[Start of Attachment]

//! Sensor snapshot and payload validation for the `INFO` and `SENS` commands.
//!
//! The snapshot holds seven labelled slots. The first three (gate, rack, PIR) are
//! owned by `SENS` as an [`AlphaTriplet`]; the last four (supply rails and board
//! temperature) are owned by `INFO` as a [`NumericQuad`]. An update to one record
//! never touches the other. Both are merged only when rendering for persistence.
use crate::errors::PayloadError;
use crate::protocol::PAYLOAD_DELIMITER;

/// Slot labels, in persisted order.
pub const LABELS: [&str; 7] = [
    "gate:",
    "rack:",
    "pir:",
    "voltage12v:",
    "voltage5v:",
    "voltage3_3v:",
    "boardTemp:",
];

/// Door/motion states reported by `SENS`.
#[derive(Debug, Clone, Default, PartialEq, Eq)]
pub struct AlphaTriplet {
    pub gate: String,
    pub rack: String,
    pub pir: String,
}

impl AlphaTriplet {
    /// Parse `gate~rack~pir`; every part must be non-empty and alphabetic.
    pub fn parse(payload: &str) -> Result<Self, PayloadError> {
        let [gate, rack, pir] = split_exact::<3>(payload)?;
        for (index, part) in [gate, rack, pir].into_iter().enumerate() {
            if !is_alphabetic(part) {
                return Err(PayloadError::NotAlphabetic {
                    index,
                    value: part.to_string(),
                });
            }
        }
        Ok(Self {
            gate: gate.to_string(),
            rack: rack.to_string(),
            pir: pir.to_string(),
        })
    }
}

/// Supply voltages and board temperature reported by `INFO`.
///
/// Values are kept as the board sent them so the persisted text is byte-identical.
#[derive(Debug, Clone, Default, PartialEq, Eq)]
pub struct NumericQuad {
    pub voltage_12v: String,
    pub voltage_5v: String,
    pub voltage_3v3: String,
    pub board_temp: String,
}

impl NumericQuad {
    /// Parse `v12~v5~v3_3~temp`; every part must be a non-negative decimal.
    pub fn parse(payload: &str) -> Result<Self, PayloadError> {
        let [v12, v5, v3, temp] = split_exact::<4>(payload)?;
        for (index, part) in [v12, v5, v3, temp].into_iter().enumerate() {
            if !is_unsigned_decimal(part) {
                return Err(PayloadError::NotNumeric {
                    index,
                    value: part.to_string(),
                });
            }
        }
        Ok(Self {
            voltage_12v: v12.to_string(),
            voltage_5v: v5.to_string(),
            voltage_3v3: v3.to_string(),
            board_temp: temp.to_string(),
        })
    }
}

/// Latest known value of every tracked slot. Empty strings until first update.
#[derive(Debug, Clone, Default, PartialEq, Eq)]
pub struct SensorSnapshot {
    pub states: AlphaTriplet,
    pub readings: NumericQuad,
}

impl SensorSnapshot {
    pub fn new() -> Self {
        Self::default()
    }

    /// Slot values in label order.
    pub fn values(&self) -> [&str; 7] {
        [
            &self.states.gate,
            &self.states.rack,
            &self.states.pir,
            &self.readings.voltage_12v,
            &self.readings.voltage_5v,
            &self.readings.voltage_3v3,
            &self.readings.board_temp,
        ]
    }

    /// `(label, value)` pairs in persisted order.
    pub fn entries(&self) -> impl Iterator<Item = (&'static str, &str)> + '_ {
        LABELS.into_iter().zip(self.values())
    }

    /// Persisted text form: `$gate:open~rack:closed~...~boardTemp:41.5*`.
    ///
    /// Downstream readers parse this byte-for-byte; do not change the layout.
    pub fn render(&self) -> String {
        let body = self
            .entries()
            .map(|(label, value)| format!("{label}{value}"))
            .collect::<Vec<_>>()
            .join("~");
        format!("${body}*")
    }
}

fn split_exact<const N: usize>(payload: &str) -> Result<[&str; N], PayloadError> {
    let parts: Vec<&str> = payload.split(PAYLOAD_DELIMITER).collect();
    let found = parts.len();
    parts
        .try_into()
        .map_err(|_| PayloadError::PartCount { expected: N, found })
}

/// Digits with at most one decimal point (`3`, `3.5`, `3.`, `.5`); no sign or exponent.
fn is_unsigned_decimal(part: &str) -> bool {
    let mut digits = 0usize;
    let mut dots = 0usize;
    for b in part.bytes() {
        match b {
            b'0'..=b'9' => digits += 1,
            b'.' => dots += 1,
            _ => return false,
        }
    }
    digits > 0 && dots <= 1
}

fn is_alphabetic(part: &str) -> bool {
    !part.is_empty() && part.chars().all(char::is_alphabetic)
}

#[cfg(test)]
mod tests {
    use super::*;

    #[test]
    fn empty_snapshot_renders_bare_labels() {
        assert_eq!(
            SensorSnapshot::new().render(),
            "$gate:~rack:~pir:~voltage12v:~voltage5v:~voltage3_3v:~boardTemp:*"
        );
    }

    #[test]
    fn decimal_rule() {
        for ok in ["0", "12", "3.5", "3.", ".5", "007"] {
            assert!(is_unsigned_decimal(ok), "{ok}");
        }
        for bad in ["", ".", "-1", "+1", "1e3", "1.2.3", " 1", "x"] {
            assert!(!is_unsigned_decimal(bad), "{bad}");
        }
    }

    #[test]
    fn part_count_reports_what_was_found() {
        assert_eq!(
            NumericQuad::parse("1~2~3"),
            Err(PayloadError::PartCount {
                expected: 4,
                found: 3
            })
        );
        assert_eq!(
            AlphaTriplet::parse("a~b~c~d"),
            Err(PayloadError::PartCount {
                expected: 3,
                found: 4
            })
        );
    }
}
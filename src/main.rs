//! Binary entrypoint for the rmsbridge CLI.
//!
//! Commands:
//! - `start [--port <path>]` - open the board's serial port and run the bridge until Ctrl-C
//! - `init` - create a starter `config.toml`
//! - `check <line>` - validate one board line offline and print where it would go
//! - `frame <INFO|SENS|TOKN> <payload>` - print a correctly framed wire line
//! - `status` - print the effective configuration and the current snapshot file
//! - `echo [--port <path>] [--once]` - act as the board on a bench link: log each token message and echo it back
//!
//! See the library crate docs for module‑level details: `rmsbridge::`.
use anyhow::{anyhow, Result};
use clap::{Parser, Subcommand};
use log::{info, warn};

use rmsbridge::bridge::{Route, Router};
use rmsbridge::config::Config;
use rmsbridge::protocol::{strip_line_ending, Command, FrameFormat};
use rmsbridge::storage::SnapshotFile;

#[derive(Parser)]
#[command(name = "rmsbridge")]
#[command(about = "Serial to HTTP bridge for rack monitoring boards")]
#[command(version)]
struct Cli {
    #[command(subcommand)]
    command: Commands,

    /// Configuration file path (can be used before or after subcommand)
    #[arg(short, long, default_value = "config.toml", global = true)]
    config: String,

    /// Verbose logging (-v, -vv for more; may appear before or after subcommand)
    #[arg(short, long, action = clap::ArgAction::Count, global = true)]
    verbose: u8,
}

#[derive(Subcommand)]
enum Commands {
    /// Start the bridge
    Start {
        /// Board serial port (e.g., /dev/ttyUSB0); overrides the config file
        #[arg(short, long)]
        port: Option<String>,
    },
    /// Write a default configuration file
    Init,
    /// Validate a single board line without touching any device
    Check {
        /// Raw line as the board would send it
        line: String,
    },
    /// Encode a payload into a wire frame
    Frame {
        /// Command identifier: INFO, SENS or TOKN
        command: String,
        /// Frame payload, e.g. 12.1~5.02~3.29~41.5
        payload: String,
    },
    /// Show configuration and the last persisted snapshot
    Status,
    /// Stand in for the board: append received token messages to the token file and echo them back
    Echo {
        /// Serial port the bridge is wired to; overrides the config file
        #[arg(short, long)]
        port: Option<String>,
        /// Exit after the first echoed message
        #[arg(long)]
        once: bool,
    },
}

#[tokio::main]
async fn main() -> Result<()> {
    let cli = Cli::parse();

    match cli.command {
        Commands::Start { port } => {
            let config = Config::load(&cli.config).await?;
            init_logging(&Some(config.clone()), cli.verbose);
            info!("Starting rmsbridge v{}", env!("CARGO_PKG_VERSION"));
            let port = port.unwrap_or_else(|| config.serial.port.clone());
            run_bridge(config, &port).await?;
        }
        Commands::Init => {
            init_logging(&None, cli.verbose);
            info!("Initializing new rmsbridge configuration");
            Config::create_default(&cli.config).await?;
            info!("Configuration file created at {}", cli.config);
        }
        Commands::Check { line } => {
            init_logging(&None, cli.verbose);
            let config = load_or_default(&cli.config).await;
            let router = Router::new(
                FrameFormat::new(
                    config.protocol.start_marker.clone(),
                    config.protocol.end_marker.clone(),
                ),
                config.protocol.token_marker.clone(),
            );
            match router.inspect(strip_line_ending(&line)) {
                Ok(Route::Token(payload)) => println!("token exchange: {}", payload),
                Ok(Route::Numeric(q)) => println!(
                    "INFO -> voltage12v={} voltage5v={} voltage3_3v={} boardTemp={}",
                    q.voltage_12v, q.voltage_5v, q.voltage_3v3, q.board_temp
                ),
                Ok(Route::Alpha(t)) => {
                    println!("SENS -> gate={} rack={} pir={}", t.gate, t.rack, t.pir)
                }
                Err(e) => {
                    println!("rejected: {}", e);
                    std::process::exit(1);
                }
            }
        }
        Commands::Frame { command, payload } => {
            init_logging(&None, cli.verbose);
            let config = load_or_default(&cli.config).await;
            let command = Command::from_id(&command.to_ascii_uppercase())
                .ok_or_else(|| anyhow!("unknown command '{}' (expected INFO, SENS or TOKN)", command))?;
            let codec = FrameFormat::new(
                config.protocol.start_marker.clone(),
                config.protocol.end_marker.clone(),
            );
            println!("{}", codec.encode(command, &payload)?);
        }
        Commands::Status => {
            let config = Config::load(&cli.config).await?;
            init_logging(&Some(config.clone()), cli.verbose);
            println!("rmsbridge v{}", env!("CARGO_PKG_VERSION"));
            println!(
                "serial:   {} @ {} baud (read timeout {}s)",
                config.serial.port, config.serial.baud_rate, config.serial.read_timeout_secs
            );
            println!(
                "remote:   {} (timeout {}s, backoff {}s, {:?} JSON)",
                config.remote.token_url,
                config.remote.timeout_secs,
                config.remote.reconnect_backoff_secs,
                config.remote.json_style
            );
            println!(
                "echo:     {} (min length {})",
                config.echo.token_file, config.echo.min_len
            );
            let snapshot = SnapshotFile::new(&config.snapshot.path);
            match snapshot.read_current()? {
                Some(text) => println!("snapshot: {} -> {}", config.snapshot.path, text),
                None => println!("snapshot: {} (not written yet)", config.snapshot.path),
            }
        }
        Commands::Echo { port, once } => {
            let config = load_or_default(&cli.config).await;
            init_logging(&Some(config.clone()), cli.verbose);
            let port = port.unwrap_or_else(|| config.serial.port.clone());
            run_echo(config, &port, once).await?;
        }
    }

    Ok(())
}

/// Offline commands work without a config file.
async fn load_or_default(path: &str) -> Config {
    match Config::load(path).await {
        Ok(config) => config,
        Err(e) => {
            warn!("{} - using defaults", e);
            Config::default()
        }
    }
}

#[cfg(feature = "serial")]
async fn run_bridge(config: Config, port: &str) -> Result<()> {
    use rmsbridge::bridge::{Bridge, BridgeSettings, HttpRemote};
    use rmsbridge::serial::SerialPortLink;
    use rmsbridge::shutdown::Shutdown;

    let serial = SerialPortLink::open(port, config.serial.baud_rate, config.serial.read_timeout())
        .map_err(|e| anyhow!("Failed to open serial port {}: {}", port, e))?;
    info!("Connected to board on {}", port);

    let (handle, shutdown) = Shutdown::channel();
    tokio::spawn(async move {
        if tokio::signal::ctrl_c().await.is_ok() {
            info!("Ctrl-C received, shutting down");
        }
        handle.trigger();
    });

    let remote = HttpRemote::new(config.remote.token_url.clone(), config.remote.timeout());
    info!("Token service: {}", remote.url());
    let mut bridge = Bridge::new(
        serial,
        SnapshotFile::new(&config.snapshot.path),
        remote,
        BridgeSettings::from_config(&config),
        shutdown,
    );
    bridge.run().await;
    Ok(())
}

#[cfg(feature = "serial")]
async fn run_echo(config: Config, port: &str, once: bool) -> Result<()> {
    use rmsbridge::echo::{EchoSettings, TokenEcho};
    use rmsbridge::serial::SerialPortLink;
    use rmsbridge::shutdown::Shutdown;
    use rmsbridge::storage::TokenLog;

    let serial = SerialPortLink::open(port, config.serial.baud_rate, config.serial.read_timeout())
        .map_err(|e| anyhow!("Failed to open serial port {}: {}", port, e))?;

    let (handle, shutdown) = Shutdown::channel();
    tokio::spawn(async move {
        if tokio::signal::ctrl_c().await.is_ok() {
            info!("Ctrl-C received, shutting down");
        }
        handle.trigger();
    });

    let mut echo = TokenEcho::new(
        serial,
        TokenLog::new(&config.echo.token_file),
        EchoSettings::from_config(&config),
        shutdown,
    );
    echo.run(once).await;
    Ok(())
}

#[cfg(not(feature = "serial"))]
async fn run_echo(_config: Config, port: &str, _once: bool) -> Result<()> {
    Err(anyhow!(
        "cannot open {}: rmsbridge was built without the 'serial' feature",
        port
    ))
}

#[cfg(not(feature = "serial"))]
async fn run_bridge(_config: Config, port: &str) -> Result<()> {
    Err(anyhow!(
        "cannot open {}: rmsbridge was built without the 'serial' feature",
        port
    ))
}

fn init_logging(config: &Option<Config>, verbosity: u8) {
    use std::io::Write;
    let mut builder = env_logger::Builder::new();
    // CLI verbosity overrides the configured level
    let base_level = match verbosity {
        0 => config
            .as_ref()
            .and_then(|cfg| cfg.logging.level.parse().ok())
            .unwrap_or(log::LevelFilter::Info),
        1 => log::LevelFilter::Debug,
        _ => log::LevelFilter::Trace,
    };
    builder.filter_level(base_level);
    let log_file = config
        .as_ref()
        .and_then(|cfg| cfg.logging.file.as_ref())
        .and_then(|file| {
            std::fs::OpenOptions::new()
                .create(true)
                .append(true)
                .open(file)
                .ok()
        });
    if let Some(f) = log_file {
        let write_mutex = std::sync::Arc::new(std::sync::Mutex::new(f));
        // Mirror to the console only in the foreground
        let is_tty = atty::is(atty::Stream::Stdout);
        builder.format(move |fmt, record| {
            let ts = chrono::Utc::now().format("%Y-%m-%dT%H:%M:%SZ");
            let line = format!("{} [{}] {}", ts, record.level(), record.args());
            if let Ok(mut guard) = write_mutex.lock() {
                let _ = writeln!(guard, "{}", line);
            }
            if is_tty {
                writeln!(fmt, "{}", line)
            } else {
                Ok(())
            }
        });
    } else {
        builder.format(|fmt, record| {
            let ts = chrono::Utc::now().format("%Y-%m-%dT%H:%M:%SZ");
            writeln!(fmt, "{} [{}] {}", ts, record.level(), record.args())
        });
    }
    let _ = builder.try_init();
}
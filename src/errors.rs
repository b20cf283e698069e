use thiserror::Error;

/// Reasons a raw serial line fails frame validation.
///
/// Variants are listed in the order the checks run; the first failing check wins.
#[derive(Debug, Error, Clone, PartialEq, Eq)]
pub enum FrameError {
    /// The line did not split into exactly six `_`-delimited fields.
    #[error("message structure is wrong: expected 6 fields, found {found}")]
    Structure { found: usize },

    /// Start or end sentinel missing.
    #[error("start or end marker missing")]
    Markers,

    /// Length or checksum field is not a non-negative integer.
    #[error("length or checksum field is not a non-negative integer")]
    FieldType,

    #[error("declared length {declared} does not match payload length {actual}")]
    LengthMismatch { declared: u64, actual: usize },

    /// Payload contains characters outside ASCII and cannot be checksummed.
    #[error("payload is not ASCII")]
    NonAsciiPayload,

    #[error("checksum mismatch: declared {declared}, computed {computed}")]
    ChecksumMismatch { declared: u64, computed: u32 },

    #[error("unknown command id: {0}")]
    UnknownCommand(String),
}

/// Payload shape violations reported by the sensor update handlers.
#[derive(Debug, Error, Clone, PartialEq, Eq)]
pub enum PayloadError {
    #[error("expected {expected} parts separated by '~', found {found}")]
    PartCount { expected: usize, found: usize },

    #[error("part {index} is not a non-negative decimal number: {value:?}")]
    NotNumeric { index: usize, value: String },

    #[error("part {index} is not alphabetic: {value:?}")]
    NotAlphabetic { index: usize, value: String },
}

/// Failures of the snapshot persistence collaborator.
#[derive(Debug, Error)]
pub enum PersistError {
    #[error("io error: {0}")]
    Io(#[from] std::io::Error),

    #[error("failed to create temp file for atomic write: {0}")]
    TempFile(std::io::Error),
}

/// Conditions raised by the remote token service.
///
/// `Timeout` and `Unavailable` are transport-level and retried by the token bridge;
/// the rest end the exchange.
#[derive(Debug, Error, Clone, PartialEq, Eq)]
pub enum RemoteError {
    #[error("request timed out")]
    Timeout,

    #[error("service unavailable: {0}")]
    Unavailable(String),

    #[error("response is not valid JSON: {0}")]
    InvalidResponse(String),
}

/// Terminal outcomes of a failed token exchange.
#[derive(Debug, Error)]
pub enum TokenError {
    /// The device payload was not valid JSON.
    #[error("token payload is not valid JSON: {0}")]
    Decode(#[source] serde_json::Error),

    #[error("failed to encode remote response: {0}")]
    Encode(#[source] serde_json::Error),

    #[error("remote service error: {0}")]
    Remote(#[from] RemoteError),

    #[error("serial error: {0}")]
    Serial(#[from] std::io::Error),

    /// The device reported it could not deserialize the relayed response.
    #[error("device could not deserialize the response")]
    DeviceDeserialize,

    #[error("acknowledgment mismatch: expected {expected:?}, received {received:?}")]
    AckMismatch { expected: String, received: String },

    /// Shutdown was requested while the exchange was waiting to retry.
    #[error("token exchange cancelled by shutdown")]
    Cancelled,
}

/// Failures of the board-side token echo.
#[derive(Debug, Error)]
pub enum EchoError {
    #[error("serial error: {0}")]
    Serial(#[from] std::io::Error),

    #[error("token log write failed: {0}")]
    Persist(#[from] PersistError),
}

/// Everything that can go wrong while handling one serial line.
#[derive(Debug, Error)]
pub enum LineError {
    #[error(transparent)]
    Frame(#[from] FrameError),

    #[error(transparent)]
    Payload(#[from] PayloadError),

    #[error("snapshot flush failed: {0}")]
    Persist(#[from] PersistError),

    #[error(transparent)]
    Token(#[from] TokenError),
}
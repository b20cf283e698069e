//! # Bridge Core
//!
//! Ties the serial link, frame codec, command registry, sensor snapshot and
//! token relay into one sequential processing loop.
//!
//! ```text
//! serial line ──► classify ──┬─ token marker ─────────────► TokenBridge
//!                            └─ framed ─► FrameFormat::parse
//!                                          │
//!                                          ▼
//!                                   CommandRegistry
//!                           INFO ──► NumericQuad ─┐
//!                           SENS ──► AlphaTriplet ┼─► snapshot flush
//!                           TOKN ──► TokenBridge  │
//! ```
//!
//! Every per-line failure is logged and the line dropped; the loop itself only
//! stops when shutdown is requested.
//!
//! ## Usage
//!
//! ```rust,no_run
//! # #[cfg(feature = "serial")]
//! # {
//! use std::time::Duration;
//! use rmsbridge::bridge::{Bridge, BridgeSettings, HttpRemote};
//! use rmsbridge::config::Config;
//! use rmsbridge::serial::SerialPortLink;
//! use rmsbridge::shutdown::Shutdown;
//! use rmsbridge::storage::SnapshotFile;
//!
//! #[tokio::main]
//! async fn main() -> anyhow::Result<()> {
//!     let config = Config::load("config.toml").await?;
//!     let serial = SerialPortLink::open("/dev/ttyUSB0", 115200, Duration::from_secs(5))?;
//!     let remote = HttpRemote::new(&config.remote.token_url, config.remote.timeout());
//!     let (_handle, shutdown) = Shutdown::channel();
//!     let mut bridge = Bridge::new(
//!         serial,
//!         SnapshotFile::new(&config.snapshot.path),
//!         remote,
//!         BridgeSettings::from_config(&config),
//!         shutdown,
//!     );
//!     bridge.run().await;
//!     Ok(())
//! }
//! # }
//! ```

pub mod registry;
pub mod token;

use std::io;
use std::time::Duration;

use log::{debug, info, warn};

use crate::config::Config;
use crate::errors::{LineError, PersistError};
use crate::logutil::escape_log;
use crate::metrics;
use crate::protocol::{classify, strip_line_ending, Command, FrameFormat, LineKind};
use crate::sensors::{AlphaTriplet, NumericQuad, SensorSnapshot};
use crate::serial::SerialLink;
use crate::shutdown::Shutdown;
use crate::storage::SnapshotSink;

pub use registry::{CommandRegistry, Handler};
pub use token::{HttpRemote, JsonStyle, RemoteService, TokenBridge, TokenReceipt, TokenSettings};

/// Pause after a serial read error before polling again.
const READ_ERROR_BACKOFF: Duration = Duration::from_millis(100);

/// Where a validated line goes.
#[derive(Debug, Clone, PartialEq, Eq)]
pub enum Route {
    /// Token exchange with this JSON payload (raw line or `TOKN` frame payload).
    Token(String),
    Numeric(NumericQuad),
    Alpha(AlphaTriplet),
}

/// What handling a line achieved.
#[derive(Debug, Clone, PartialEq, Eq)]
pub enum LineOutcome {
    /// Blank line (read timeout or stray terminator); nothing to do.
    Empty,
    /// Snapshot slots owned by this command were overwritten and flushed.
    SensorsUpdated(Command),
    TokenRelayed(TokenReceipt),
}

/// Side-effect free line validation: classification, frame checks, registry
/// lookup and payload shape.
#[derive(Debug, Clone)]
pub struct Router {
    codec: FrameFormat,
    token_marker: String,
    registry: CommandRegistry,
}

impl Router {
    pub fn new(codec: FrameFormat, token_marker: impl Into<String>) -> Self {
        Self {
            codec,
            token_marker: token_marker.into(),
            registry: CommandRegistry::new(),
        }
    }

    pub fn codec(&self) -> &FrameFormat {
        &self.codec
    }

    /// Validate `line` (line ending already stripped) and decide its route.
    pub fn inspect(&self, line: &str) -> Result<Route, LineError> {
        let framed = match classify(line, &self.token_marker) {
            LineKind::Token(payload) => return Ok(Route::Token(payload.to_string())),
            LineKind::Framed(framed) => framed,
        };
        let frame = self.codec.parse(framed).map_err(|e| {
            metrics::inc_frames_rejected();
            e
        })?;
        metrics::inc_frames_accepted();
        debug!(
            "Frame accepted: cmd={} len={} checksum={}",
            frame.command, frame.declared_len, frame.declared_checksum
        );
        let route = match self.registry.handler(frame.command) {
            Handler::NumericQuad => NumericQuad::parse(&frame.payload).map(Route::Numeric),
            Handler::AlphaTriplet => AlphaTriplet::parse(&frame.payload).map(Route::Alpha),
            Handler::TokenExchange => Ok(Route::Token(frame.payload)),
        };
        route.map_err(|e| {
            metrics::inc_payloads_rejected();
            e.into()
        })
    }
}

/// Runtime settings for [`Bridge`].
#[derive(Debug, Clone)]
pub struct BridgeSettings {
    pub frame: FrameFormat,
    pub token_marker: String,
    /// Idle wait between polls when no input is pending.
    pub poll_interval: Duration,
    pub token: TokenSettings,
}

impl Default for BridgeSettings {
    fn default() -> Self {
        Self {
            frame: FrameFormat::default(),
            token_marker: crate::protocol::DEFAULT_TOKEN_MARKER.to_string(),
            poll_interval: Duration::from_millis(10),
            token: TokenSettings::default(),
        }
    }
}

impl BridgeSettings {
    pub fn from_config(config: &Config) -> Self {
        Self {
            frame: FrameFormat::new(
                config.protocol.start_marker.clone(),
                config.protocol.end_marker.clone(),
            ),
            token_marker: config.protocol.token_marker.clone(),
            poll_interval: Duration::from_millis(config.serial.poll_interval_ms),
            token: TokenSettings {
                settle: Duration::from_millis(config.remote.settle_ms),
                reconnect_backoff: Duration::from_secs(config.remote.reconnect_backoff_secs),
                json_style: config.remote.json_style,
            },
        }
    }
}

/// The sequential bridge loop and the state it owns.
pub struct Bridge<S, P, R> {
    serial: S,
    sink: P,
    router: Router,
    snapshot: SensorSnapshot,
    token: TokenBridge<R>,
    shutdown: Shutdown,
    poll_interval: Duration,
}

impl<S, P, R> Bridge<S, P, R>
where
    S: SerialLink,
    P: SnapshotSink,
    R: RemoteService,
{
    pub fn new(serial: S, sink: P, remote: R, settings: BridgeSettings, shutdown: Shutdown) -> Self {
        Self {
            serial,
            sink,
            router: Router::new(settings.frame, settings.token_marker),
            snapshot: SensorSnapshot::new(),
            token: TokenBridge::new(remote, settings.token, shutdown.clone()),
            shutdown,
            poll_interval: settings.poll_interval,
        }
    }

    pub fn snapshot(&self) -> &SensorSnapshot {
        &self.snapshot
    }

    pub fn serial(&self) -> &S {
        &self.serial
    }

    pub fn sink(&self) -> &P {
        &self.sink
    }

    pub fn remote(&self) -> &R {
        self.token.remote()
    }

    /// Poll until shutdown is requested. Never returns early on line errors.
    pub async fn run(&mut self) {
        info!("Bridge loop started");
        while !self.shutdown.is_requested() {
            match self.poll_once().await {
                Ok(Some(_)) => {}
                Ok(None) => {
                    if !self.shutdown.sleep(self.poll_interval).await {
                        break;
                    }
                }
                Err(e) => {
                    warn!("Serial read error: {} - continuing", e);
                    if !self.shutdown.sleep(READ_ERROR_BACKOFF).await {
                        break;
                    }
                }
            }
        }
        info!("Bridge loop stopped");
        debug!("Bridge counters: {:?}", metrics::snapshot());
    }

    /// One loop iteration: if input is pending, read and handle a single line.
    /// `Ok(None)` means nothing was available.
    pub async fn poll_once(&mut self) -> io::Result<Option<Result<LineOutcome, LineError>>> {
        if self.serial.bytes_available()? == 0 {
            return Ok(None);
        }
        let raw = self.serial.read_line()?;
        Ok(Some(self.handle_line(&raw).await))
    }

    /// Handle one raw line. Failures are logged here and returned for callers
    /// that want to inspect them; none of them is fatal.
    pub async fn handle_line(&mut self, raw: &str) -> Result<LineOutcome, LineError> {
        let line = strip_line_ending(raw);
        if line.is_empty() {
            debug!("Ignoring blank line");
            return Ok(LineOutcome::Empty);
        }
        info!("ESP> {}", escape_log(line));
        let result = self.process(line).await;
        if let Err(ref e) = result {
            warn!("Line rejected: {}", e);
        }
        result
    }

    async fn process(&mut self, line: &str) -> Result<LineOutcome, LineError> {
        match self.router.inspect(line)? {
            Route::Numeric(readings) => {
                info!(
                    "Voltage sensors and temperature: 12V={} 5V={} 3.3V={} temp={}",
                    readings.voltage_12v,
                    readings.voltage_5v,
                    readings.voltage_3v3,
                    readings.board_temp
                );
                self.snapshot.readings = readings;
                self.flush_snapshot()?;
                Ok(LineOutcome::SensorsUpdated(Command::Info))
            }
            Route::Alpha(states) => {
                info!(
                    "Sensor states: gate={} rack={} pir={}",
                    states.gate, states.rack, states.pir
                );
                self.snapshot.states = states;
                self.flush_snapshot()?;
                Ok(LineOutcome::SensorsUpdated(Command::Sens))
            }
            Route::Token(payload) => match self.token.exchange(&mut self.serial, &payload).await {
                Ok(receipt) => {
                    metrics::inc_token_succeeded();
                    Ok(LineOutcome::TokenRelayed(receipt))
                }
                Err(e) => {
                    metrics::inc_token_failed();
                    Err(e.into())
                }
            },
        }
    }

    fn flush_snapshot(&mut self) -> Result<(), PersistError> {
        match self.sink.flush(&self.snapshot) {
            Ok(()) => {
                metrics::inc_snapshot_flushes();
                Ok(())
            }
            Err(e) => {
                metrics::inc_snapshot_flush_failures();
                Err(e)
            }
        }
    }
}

[End of Attachment]

> Work task
Could you copy every line in the records that holds "BridgeSettings"?

> Reply
    use rmsbridge::bridge::{Bridge, BridgeSettings, HttpRemote};
        BridgeSettings::from_config(&config),
//! use rmsbridge::bridge::{Bridge, BridgeSettings, HttpRemote};
//!         BridgeSettings::from_config(&config),
pub struct BridgeSettings {
impl Default for BridgeSettings {
impl BridgeSettings {
    pub fn new(serial: S, sink: P, remote: R, settings: BridgeSettings, shutdown: Shutdown) -> Self {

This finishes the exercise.